> [Brief]
What lines below mention the word "usize"? Copy each one.
"""
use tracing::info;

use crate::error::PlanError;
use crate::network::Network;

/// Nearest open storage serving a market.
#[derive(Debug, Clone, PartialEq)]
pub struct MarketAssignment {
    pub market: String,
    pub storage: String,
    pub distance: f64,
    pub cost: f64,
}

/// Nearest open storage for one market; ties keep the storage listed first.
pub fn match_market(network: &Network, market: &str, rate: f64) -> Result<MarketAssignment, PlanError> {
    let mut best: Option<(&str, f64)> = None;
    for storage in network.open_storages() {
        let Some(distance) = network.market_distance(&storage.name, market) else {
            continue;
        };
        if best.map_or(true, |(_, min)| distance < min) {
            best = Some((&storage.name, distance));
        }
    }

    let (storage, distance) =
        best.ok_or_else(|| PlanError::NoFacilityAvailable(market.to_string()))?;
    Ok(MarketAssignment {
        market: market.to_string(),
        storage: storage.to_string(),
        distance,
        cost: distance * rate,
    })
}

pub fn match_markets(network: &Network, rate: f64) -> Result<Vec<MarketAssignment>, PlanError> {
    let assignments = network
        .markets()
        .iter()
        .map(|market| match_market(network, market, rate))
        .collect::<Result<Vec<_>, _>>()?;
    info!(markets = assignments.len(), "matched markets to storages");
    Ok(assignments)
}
"""
"""
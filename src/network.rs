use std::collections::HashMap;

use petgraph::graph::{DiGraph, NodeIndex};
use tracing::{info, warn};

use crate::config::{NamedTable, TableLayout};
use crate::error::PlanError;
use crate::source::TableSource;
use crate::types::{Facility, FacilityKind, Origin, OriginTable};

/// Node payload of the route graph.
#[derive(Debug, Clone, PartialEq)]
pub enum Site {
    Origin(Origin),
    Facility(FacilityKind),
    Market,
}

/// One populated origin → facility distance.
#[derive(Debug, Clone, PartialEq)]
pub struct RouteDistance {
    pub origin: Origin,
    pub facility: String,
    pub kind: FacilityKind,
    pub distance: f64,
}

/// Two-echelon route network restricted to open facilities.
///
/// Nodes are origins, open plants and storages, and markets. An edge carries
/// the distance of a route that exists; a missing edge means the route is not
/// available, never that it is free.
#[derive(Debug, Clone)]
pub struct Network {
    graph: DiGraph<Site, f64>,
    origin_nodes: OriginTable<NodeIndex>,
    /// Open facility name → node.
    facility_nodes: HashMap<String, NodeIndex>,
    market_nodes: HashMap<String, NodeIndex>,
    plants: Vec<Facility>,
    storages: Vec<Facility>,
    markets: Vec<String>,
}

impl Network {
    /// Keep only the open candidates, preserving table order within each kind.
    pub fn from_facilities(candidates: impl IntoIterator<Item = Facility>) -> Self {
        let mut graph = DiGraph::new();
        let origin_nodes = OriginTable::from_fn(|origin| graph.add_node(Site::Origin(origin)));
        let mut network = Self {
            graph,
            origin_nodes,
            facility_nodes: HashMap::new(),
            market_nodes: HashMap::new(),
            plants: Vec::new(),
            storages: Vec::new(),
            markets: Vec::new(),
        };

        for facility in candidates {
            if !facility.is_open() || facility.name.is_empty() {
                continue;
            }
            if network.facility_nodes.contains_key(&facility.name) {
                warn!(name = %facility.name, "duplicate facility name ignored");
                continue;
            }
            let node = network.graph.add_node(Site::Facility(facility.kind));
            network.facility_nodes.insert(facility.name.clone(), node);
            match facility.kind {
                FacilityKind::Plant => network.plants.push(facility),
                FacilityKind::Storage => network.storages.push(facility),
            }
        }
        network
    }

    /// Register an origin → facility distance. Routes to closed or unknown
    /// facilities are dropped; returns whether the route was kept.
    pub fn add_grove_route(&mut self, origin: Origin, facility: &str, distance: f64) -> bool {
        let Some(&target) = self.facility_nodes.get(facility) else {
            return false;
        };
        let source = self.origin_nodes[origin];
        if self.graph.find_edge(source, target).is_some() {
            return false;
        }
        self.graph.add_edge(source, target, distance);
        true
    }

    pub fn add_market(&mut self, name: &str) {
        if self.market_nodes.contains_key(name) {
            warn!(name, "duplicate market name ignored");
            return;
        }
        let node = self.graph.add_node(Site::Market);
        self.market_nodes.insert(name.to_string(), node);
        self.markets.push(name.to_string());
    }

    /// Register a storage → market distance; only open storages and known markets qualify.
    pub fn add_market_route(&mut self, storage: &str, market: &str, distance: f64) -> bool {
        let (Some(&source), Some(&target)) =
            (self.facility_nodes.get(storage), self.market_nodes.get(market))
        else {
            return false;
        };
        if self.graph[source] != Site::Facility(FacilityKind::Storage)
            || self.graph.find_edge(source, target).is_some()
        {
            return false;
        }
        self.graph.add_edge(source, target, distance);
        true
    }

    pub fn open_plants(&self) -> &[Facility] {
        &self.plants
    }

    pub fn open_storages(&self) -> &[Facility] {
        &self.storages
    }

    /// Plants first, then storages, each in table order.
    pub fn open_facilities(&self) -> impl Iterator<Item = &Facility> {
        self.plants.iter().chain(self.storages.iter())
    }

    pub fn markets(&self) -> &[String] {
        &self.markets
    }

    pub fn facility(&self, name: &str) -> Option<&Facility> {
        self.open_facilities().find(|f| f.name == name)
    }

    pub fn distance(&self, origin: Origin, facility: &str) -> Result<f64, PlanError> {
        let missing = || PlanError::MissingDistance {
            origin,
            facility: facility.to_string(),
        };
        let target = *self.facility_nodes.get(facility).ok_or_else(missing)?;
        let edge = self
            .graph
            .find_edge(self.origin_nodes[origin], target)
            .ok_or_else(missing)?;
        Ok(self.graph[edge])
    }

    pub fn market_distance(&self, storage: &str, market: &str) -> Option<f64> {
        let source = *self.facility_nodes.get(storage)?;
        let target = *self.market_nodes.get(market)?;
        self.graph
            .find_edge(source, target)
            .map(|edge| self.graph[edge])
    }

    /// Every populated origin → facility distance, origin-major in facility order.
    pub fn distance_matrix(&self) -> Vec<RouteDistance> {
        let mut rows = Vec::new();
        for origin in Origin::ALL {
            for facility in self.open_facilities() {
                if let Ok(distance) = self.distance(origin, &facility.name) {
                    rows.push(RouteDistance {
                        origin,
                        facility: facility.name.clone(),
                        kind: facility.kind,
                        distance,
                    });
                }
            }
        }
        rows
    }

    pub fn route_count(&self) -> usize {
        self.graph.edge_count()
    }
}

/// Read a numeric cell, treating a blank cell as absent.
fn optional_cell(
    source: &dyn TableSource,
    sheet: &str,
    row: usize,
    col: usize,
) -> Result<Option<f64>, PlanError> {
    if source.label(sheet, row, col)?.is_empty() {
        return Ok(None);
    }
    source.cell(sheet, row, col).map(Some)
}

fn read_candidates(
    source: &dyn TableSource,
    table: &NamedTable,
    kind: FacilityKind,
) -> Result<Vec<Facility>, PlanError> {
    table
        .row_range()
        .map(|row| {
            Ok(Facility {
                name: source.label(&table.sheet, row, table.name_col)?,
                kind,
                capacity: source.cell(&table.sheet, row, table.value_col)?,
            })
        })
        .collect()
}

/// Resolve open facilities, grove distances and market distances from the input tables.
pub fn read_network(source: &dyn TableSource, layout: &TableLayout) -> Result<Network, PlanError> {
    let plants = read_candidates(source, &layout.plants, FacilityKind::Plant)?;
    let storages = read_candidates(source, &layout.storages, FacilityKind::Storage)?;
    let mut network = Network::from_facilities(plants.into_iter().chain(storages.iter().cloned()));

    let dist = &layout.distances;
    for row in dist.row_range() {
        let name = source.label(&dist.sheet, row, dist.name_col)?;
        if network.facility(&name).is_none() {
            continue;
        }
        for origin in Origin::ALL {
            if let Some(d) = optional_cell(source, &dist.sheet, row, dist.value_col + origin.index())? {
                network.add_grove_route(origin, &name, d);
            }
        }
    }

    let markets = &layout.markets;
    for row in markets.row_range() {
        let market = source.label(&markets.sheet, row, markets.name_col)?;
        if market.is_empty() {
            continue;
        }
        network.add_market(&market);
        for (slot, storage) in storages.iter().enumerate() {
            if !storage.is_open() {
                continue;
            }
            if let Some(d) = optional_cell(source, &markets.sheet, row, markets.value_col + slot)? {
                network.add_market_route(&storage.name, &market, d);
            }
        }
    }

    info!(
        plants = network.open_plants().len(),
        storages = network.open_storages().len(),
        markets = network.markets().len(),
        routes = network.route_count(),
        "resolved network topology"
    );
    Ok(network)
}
"""
> [Result of the task]
    pub fn route_count(&self) -> usize {
    row: usize,
    col: usize,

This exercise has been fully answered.